I used to think losing someone would be obvious. It would happen after one big fight, one final conversation, or a message that started with, ”We need to talk.” I never imagined it could happen so quietly, or that I wouldn’t realize I was losing myself until much later.

It started with small things. A reply that came hours later than it used to. Conversations that ended before they really began. Me checking my phone more often than I’d ever admit, convincing myself I wasn’t waiting when I knew I was. None of those moments seemed important on their own. Looking back, maybe that’s how distance grows, not through one unforgettable moment, but through dozens of ordinary ones that slowly become your new normal.

There was a time when talking to him felt effortless. We’d tell each other everything and nothing at the same time. We’d send random thoughts in the middle of the day because sharing them with each other felt natural. I never wondered if he’d text me. He simply did. Sometimes I reread those conversations, not because I miss the words themselves, but because I miss the version of me who smiled every time his name appeared on my screen.

Life changed after we started dating. It became busier. He has responsibilities that ask more from him every day, and I understand that. I always have. Understanding him has never been the difficult part. The difficult part is wondering whether loving someone means getting used to feeling lonely.

We’ve had the same conversation more times than I can count. He’d apologize. He’d promise he’d do better. And for a while, he always did. Then work would get busy again. Life would happen again. Somehow, we’d end up back in the same place.

Looking back, disappointment didn’t arrive all at once. It built itself quietly, one missed conversation at a time. One promise to “try harder.” One more day of telling myself tomorrow would be different. I kept finding reasons for it. Maybe he was tired, work had been stressful. Maybe I was expecting too much. Maybe this was just what relationships looked like after the honeymoon phase. Tomorrow would be better.

Tomorrow slowly became next week. Then next month. Somewhere along the way, I stopped checking my phone every few minutes, not because he’d become more consistent, but because my heart had quietly learned not to expect anything. There were nights when I’d wake up, reach for my phone without thinking, and see nothing from him. At first it hurt. Eventually, it just became familiar.

I didn’t stop loving him overnight. What changed was that I slowly stopped reaching first. I stopped asking if we could call. I stopped wondering when he’d reply. I stopped trying to fix the distance by myself. That realization frightened me more than any argument we’ve ever had, because anger still belongs to love. Silence doesn’t.

Lately, I’ve been thinking about taking a break. Not because I want him to miss me or want him to suddenly realize my worth, but because I miss myself.
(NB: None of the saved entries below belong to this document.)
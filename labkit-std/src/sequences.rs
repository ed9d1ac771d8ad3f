//! Numeric sequence generators
//!
//! evens, sum_to, recursive_sum_to, factorial, fibonacci.
//!
//! The plain functions follow double-precision semantics: `factorial` of a
//! negative number is NaN and large results overflow to infinity. The
//! `checked_*` and `*_exact` variants report failure explicitly or compute
//! with arbitrary precision.

use crate::helpers::{extract_integer, int_list, require_args};
use dashu_int::UBig;
use labkit_core::NumberError;
use labkit_plugin::prelude::*;

/// Largest input the `sum_to` plugin loops over.
const MAX_SUM_INPUT: i64 = 10_000_000;
/// Largest input the `recursive_sum_to` plugin accepts; each step is a stack frame.
const MAX_RECURSION_INPUT: i64 = 10_000;

/// Even numbers from 2 to 20 inclusive.
pub fn evens_up_to_20() -> Vec<i64> {
    evens_between(2, 20)
}

/// Even numbers in `[lo, hi]`, ascending.
pub fn evens_between(lo: i64, hi: i64) -> Vec<i64> {
    match lo.checked_add(lo.rem_euclid(2)) {
        Some(start) if start <= hi => (start..=hi).step_by(2).collect(),
        _ => Vec::new(),
    }
}

/// `1 + 2 + ... + n` by iteration; 0 for `n <= 0`.
///
/// Saturates at `i64::MAX`; see `checked_sum_to` for an explicit overflow signal.
pub fn sum_to(n: i64) -> i64 {
    let mut sum: i64 = 0;
    for i in 1..=n {
        sum = sum.saturating_add(i);
    }
    sum
}

/// `1 + 2 + ... + n` by recursion; 0 for `n <= 0`.
///
/// Recursion depth is `n`. Large inputs exhaust the stack.
pub fn recursive_sum_to(n: i64) -> i64 {
    if n <= 0 {
        return 0;
    }
    if n == 1 {
        return 1;
    }
    n.saturating_add(recursive_sum_to(n - 1))
}

pub fn checked_sum_to(n: i64) -> Result<i64, NumberError> {
    (1..=n).try_fold(0i64, |acc, i| acc.checked_add(i).ok_or(NumberError::Overflow))
}

/// `n!` as a double. NaN for `n < 0`, infinity once the product leaves f64 range.
pub fn factorial(n: i64) -> f64 {
    if n < 0 {
        return f64::NAN;
    }
    let mut result = 1.0;
    for i in 2..=n {
        result *= i as f64;
        if result.is_infinite() {
            break;
        }
    }
    result
}

/// Exact `n!`.
pub fn factorial_exact(n: u64) -> UBig {
    let mut result = UBig::ONE;
    for i in 2..=n {
        result *= UBig::from(i);
    }
    result
}

pub fn checked_factorial(n: i64) -> Result<UBig, NumberError> {
    let n = u64::try_from(n).map_err(|_| NumberError::NegativeInput(n))?;
    Ok(factorial_exact(n))
}

/// nth Fibonacci number (F1 = F2 = 1) as a double; 0 for `n <= 0`.
pub fn fibonacci(n: i64) -> f64 {
    if n <= 0 {
        return 0.0;
    }
    if n == 1 || n == 2 {
        return 1.0;
    }
    let (mut a, mut b) = (1.0_f64, 1.0_f64);
    for _ in 3..=n {
        let next = a + b;
        a = b;
        b = next;
        if b.is_infinite() {
            break;
        }
    }
    b
}

/// Exact nth Fibonacci number; 0 for `n == 0`.
pub fn fibonacci_exact(n: u64) -> UBig {
    if n == 0 {
        return UBig::ZERO;
    }
    let (mut a, mut b) = (UBig::ONE, UBig::ONE);
    for _ in 3..=n {
        let next = &a + &b;
        a = b;
        b = next;
    }
    b
}

// ============ Evens ============

pub struct Evens;

static EVENS_EXAMPLES: [&str; 1] = ["evens() → [2, 4, 6, 8, 10, 12, 14, 16, 18, 20]"];
static EVENS_RELATED: [&str; 1] = ["sequence"];

impl FunctionPlugin for Evens {
    fn meta(&self) -> FunctionMeta {
        FunctionMeta {
            name: "evens",
            description: "Even numbers from 2 to 20 inclusive",
            usage: "evens()",
            args: &[],
            returns: "List<Number>",
            examples: &EVENS_EXAMPLES,
            category: "sequences",
            related: &EVENS_RELATED,
        }
    }

    fn call(&self, args: &[Value], _ctx: &EvalContext) -> Value {
        match require_args(args, "evens", 0) {
            Ok(()) => int_list(&evens_up_to_20()),
            Err(e) => Value::Error(e),
        }
    }
}

// ============ SumTo ============

pub struct SumTo;

static SUM_TO_ARGS: [ArgMeta; 1] = [ArgMeta::required("n", "Number", "Upper bound (inclusive)")];
static SUM_TO_EXAMPLES: [&str; 2] = ["sum_to(100) → 5050", "sum_to(0) → 0"];
static SUM_TO_RELATED: [&str; 1] = ["recursive_sum_to"];

impl FunctionPlugin for SumTo {
    fn meta(&self) -> FunctionMeta {
        FunctionMeta {
            name: "sum_to",
            description: "Sum of 1..n computed with a loop",
            usage: "sum_to(n)",
            args: &SUM_TO_ARGS,
            returns: "Number",
            examples: &SUM_TO_EXAMPLES,
            category: "sequences",
            related: &SUM_TO_RELATED,
        }
    }

    fn call(&self, args: &[Value], _ctx: &EvalContext) -> Value {
        if let Err(e) = require_args(args, "sum_to", 1) {
            return Value::Error(e);
        }
        let n = match extract_integer(&args[0], "sum_to", "n") {
            Ok(n) => n,
            Err(e) => return Value::Error(e),
        };
        if n > MAX_SUM_INPUT {
            return Value::Error(LabError::domain_error(format!(
                "sum_to() limited to n <= {}",
                MAX_SUM_INPUT
            )));
        }
        Value::from(sum_to(n))
    }
}

// ============ RecursiveSumTo ============

pub struct RecursiveSumTo;

static RECURSIVE_SUM_TO_EXAMPLES: [&str; 1] = ["recursive_sum_to(10) → 55"];
static RECURSIVE_SUM_TO_RELATED: [&str; 1] = ["sum_to"];

impl FunctionPlugin for RecursiveSumTo {
    fn meta(&self) -> FunctionMeta {
        FunctionMeta {
            name: "recursive_sum_to",
            description: "Sum of 1..n computed by recursion",
            usage: "recursive_sum_to(n)",
            args: &SUM_TO_ARGS,
            returns: "Number",
            examples: &RECURSIVE_SUM_TO_EXAMPLES,
            category: "sequences",
            related: &RECURSIVE_SUM_TO_RELATED,
        }
    }

    fn call(&self, args: &[Value], _ctx: &EvalContext) -> Value {
        if let Err(e) = require_args(args, "recursive_sum_to", 1) {
            return Value::Error(e);
        }
        let n = match extract_integer(&args[0], "recursive_sum_to", "n") {
            Ok(n) => n,
            Err(e) => return Value::Error(e),
        };
        if n > MAX_RECURSION_INPUT {
            return Value::Error(
                LabError::domain_error(format!(
                    "recursive_sum_to() limited to n <= {}",
                    MAX_RECURSION_INPUT
                ))
                .with_suggestion("Use sum_to() for large n"),
            );
        }
        Value::from(recursive_sum_to(n))
    }
}

// ============ Factorial ============

pub struct Factorial;

static FACTORIAL_ARGS: [ArgMeta; 1] = [ArgMeta::required("n", "Number", "Non-negative integer")];
static FACTORIAL_EXAMPLES: [&str; 3] = ["factorial(0) → 1", "factorial(5) → 120", "factorial(-1) → #ERROR"];
static FACTORIAL_RELATED: [&str; 1] = ["fibonacci"];

impl FunctionPlugin for Factorial {
    fn meta(&self) -> FunctionMeta {
        FunctionMeta {
            name: "factorial",
            description: "Product 1·2·…·n",
            usage: "factorial(n)",
            args: &FACTORIAL_ARGS,
            returns: "Number",
            examples: &FACTORIAL_EXAMPLES,
            category: "sequences",
            related: &FACTORIAL_RELATED,
        }
    }

    fn call(&self, args: &[Value], _ctx: &EvalContext) -> Value {
        if let Err(e) = require_args(args, "factorial", 1) {
            return Value::Error(e);
        }
        let n = match extract_integer(&args[0], "factorial", "n") {
            Ok(n) => n,
            Err(e) => return Value::Error(e),
        };
        let result = factorial(n);
        if result.is_nan() {
            return Value::Error(NumberError::NegativeInput(n).into());
        }
        if result.is_infinite() {
            return Value::Error(NumberError::Overflow.into());
        }
        Value::Number(result)
    }
}

// ============ Fibonacci ============

pub struct Fibonacci;

static FIBONACCI_ARGS: [ArgMeta; 1] = [ArgMeta::required("n", "Number", "Index (1-based)")];
static FIBONACCI_EXAMPLES: [&str; 3] = ["fibonacci(1) → 1", "fibonacci(10) → 55", "fibonacci(0) → 0"];
static FIBONACCI_RELATED: [&str; 1] = ["factorial"];

impl FunctionPlugin for Fibonacci {
    fn meta(&self) -> FunctionMeta {
        FunctionMeta {
            name: "fibonacci",
            description: "nth Fibonacci number (1, 1, 2, 3, 5, ...)",
            usage: "fibonacci(n)",
            args: &FIBONACCI_ARGS,
            returns: "Number",
            examples: &FIBONACCI_EXAMPLES,
            category: "sequences",
            related: &FIBONACCI_RELATED,
        }
    }

    fn call(&self, args: &[Value], _ctx: &EvalContext) -> Value {
        if let Err(e) = require_args(args, "fibonacci", 1) {
            return Value::Error(e);
        }
        let n = match extract_integer(&args[0], "fibonacci", "n") {
            Ok(n) => n,
            Err(e) => return Value::Error(e),
        };
        let result = fibonacci(n);
        if result.is_infinite() {
            return Value::Error(NumberError::Overflow.into());
        }
        Value::Number(result)
    }
}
I miss waking up without measuring my day by whether my phone lights up. I miss feeling emotionally steady instead of wondering if today will be another day where we barely talk. I miss the version of me whose happiness didn’t depend on someone else’s consistency.

Sometimes I wonder what hurts more: losing the relationship, or slowly losing yourself while trying to protect it. For a long time, I thought those were two different things. Now I’m not so sure.

This is the first relationship for both of us. Neither of us has done this before. We’re both learning as we go. We’re both making mistakes. I know he’s trying in the ways he understands. I don’t doubt that, but I’ve also learned that understanding someone doesn’t automatically make you feel understood. You can know exactly why someone behaves the way they do and still feel invisible beside them. You can love someone sincerely and still spend most days feeling alone.

People often say expectations ruin relationships. Maybe that’s true sometimes. But when I think about everything I wanted, it never felt unreasonable. I never cared about expensive gifts, never expected grand romantic gestures, and never wanted someone to solve my problems for me. I’ve always known how to be on my own. The only thing I wanted was to feel remembered is to know that somewhere in the middle of his ordinary day, there was still a small place where I existed. A simple message. A short conversation. Something that said, ”I thought about you today.” Not because I needed constant attention, but because I wanted to feel like I still mattered, even on his busiest days.

I started wondering whether asking for the bare minimum was asking for too much.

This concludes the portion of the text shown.